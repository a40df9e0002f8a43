pub mod actions;
pub mod cli;
pub mod commands;
pub mod config;
pub mod controller;
pub mod render;
pub mod shell;
pub mod storage;
pub mod task;
pub mod tasklist;
pub mod theme;

use std::ffi::OsString;
use std::io;

use anyhow::Context;
use clap::Parser;
use tracing::{
  debug,
  info
};

#[tracing::instrument(skip_all)]
pub fn run(
  raw_args: Vec<OsString>
) -> anyhow::Result<()> {
  let pre =
    cli::preprocess_args(&raw_args);
  let cli = cli::GlobalCli::parse_from(
    pre.cleaned_args
  );

  cli::init_tracing(
    cli.verbose,
    cli.quiet
  )?;

  info!(
    verbose = cli.verbose,
    quiet = cli.quiet,
    "starting ticklist"
  );
  debug!(?pre.rc_overrides, "preprocessed rc overrides");

  let cfg = config::Config::load(
    cli.ticklistrc.as_deref(),
    pre
      .rc_overrides
      .into_iter()
      .chain(cli.rc_overrides)
  )
  .context(
    "failed to load configuration"
  )?;

  let data_dir =
    config::resolve_data_dir(
      &cfg,
      cli.data.as_deref()
    )
    .context(
      "failed to resolve data \
       directory"
    )?;

  let storage =
    storage::FileStorage::open(
      &data_dir
    )
    .with_context(|| {
      format!(
        "failed to open storage at {}",
        data_dir.display()
      )
    })?;

  let mut controller =
    controller::Controller::open(
      storage
    )?;

  let renderer =
    render::Renderer::new(&cfg);
  let inv = cli::Invocation::parse(
    &cfg, cli.rest
  )?;

  let stdout = io::stdout();
  commands::dispatch(
    &mut controller,
    &cfg,
    &renderer,
    inv,
    &mut stdout.lock()
  )?;

  info!("done");
  Ok(())
}
use std::fs;
use std::path::{
  Path,
  PathBuf
};

use anyhow::{
  Context,
  anyhow,
  bail
};
use tracing::{
  debug,
  info,
  trace,
  warn
};

use crate::commands::{
  expand_command_abbrev,
  known_command_names
};

const RC_ENV: &str = "TICKLISTRC";
const RC_FILE_NAME: &str =
  ".ticklistrc";
const DATA_DIR_NAME: &str =
  ".ticklist";

/// Settings from the rc file and
/// command-line overrides. Every value
/// is checked when it is set, so a bad
/// rc line fails before any command
/// runs.
#[derive(
  Debug, Clone, PartialEq, Eq,
)]
pub struct Config {
  pub data_location: Option<PathBuf>,
  pub default_command: String,
  pub color: bool,
  pub confirmation: bool
}

impl Default for Config {
  fn default() -> Self {
    Self {
      data_location: None,
      default_command: "list"
        .to_string(),
      color: true,
      confirmation: true
    }
  }
}

impl Config {
  /// Reads the rc file (if any), then
  /// applies `overrides` on top.
  #[tracing::instrument(skip(
    rc_override,
    overrides
  ))]
  pub fn load<I>(
    rc_override: Option<&Path>,
    overrides: I
  ) -> anyhow::Result<Self>
  where
    I: IntoIterator<
      Item = (String, String)
    >
  {
    let mut entries = Vec::new();
    match resolve_rc_path(rc_override)?
    {
      Some(path) => {
        info!(rc = %path.display(), "loading ticklistrc");
        read_rc(
          &path,
          &mut Vec::new(),
          &mut entries
        )?;
      }
      None => {
        debug!(
          "no ticklistrc; using \
           defaults"
        );
      }
    }

    entries.extend(overrides);
    Self::from_entries(entries)
  }

  pub fn from_entries<I>(
    entries: I
  ) -> anyhow::Result<Self>
  where
    I: IntoIterator<
      Item = (String, String)
    >
  {
    let mut cfg = Self::default();
    for (key, value) in entries {
      cfg.set(&key, &value)?;
    }
    Ok(cfg)
  }

  /// Later calls win. A leading `rc.`
  /// on the key is ignored.
  pub fn set(
    &mut self,
    key: &str,
    value: &str
  ) -> anyhow::Result<()> {
    let key = key
      .strip_prefix("rc.")
      .unwrap_or(key);

    match key {
      "data.location" => {
        if value.trim().is_empty() {
          bail!(
            "data.location cannot be \
             empty"
          );
        }
        self.data_location =
          Some(expand_tilde(
            Path::new(value.trim())
          ));
      }
      "default.command" => {
        let known =
          known_command_names();
        let command =
          expand_command_abbrev(
            value.trim(),
            &known
          )
          .ok_or_else(|| {
            anyhow!(
              "default.command: \
               unknown or ambiguous \
               command: {value}"
            )
          })?;
        self.default_command =
          command.to_string();
      }
      "color" => {
        self.color =
          parse_switch(key, value)?;
      }
      "confirmation" => {
        self.confirmation =
          parse_switch(key, value)?;
      }
      other => {
        warn!(
          key = other,
          "ignoring unknown config key"
        );
        return Ok(());
      }
    }

    debug!(key, value, "config value set");
    Ok(())
  }
}

/// `--data` wins over `data.location`,
/// which wins over `~/.ticklist`.
pub fn resolve_data_dir(
  cfg: &Config,
  override_dir: Option<&Path>
) -> anyhow::Result<PathBuf> {
  if let Some(path) = override_dir {
    return Ok(path.to_path_buf());
  }
  if let Some(path) =
    &cfg.data_location
  {
    return Ok(path.clone());
  }
  Ok(home_dir()?.join(DATA_DIR_NAME))
}

fn resolve_rc_path(
  rc_override: Option<&Path>
) -> anyhow::Result<Option<PathBuf>> {
  if let Some(path) = rc_override {
    return Ok(Some(
      path.to_path_buf()
    ));
  }

  match std::env::var_os(RC_ENV) {
    Some(value)
      if value.as_os_str()
        == "/dev/null" =>
    {
      Ok(None)
    }
    Some(value) => {
      Ok(Some(PathBuf::from(value)))
    }
    None => {
      let candidate =
        home_dir()?.join(RC_FILE_NAME);
      Ok(
        candidate
          .exists()
          .then_some(candidate)
      )
    }
  }
}

/// Appends `key = value` pairs in file
/// order, following `include` lines.
/// `chain` holds the files currently
/// being read and rejects cycles.
fn read_rc(
  path: &Path,
  chain: &mut Vec<PathBuf>,
  entries: &mut Vec<(String, String)>
) -> anyhow::Result<()> {
  let path = expand_tilde(path);
  let canonical = fs::canonicalize(
    &path
  )
  .with_context(|| {
    format!(
      "failed to read {}",
      path.display()
    )
  })?;
  if chain.contains(&canonical) {
    bail!(
      "include cycle through {}",
      path.display()
    );
  }

  let text = fs::read_to_string(
    &canonical
  )
  .with_context(|| {
    format!(
      "failed to read {}",
      path.display()
    )
  })?;
  let base_dir = canonical
    .parent()
    .map(Path::to_path_buf)
    .unwrap_or_else(|| {
      PathBuf::from(".")
    });

  chain.push(canonical.clone());
  for (idx, raw) in
    text.lines().enumerate()
  {
    let line = raw
      .split_once('#')
      .map_or(raw, |(before, _)| {
        before
      })
      .trim();
    if line.is_empty() {
      continue;
    }

    if let Some(target) =
      line.strip_prefix("include ")
    {
      let target = include_target(
        &base_dir,
        target.trim()
      )?;
      if target.exists() {
        read_rc(
          &target, chain, entries
        )?;
      } else {
        warn!(include = %target.display(), "include file does not exist; skipping");
      }
      continue;
    }

    let (key, value) = line
      .split_once('=')
      .ok_or_else(|| {
        anyhow!(
          "{}:{}: expected `key = \
           value`, got: {}",
          path.display(),
          idx + 1,
          raw.trim()
        )
      })?;
    trace!(key = key.trim(), value = value.trim(), "rc entry");
    entries.push((
      key.trim().to_string(),
      value.trim().to_string()
    ));
  }
  chain.pop();

  Ok(())
}

fn include_target(
  base_dir: &Path,
  include: &str
) -> anyhow::Result<PathBuf> {
  if include.is_empty() {
    bail!(
      "include path cannot be empty"
    );
  }
  let expanded =
    expand_tilde(Path::new(include));
  Ok(if expanded.is_absolute() {
    expanded
  } else {
    base_dir.join(expanded)
  })
}

fn expand_tilde(
  path: &Path
) -> PathBuf {
  if let Ok(rest) =
    path.strip_prefix("~")
    && let Some(home) = dirs::home_dir()
  {
    return home.join(rest);
  }
  path.to_path_buf()
}

fn home_dir() -> anyhow::Result<PathBuf>
{
  dirs::home_dir().ok_or_else(|| {
    anyhow!(
      "cannot determine home directory"
    )
  })
}

fn parse_switch(
  key: &str,
  value: &str
) -> anyhow::Result<bool> {
  match value
    .trim()
    .to_ascii_lowercase()
    .as_str()
  {
    "on" | "yes" | "true" | "1" => {
      Ok(true)
    }
    "off" | "no" | "false" | "0" => {
      Ok(false)
    }
    _ => {
      Err(anyhow!(
        "invalid value for {key}: \
         {value:?} (expected on or \
         off)"
      ))
    }
  }
}

#[cfg(test)]
mod tests {
  use std::fs;
  use std::path::{
    Path,
    PathBuf
  };

  use tempfile::tempdir;

  use super::{
    Config,
    resolve_data_dir
  };

  fn pair(
    key: &str,
    value: &str
  ) -> (String, String) {
    (key.to_string(), value.to_string())
  }

  #[test]
  fn rc_file_with_include_and_overrides()
  {
    let temp =
      tempdir().expect("tempdir");
    fs::write(
      temp.path().join("extra.rc"),
      "color = off\n"
    )
    .expect("write include");

    let rc = temp.path().join("main.rc");
    fs::write(
      &rc,
      "# comment\n\
       data.location = /tmp/tl # trailing\n\
       include extra.rc\n\
       include missing.rc\n"
    )
    .expect("write rc");

    let cfg = Config::load(
      Some(rc.as_path()),
      vec![pair(
        "rc.confirmation",
        "off"
      )]
    )
    .expect("load config");

    assert_eq!(
      cfg.data_location,
      Some(PathBuf::from("/tmp/tl"))
    );
    assert!(!cfg.color);
    assert!(!cfg.confirmation);
    assert_eq!(
      cfg.default_command,
      "list"
    );
  }

  #[test]
  fn malformed_line_is_an_error() {
    let temp =
      tempdir().expect("tempdir");
    let rc = temp.path().join("bad.rc");
    fs::write(&rc, "no equals sign\n")
      .expect("write rc");

    let err = Config::load(
      Some(rc.as_path()),
      vec![]
    )
    .expect_err("malformed");
    assert!(
      err.to_string().contains(":1:")
    );
  }

  #[test]
  fn bad_switch_fails_at_load() {
    let temp =
      tempdir().expect("tempdir");
    let rc = temp.path().join("main.rc");
    fs::write(&rc, "color = purple\n")
      .expect("write rc");

    let err = Config::load(
      Some(rc.as_path()),
      vec![]
    )
    .expect_err("bad color");
    assert!(
      err.to_string().contains("color")
    );

    assert!(
      Config::from_entries(vec![pair(
        "confirmation",
        "maybe"
      )])
      .is_err()
    );
  }

  #[test]
  fn default_command_is_expanded_and_checked()
  {
    let cfg = Config::from_entries(
      vec![pair(
        "default.command",
        "exp"
      )]
    )
    .expect("expand");
    assert_eq!(
      cfg.default_command,
      "export"
    );

    assert!(
      Config::from_entries(vec![pair(
        "default.command",
        "d"
      )])
      .is_err()
    );
  }

  #[test]
  fn include_cycle_is_rejected() {
    let temp =
      tempdir().expect("tempdir");
    fs::write(
      temp.path().join("a.rc"),
      "include b.rc\n"
    )
    .expect("write a");
    fs::write(
      temp.path().join("b.rc"),
      "color = off\ninclude a.rc\n"
    )
    .expect("write b");

    let err = Config::load(
      Some(
        temp
          .path()
          .join("a.rc")
          .as_path()
      ),
      vec![]
    )
    .expect_err("cycle");
    assert!(
      err.to_string().contains("cycle")
    );
  }

  #[test]
  fn data_dir_precedence() {
    let cfg = Config::from_entries(
      vec![pair(
        "data.location",
        "/srv/tl"
      )]
    )
    .expect("config");

    assert_eq!(
      resolve_data_dir(&cfg, None)
        .expect("resolve"),
      PathBuf::from("/srv/tl")
    );
    assert_eq!(
      resolve_data_dir(
        &cfg,
        Some(Path::new("/other"))
      )
      .expect("resolve"),
      PathBuf::from("/other")
    );
  }
}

### THE TASK
A single number is expected here: the count of lines in the material above with "controller" in them.

### TASK RESPONSE
4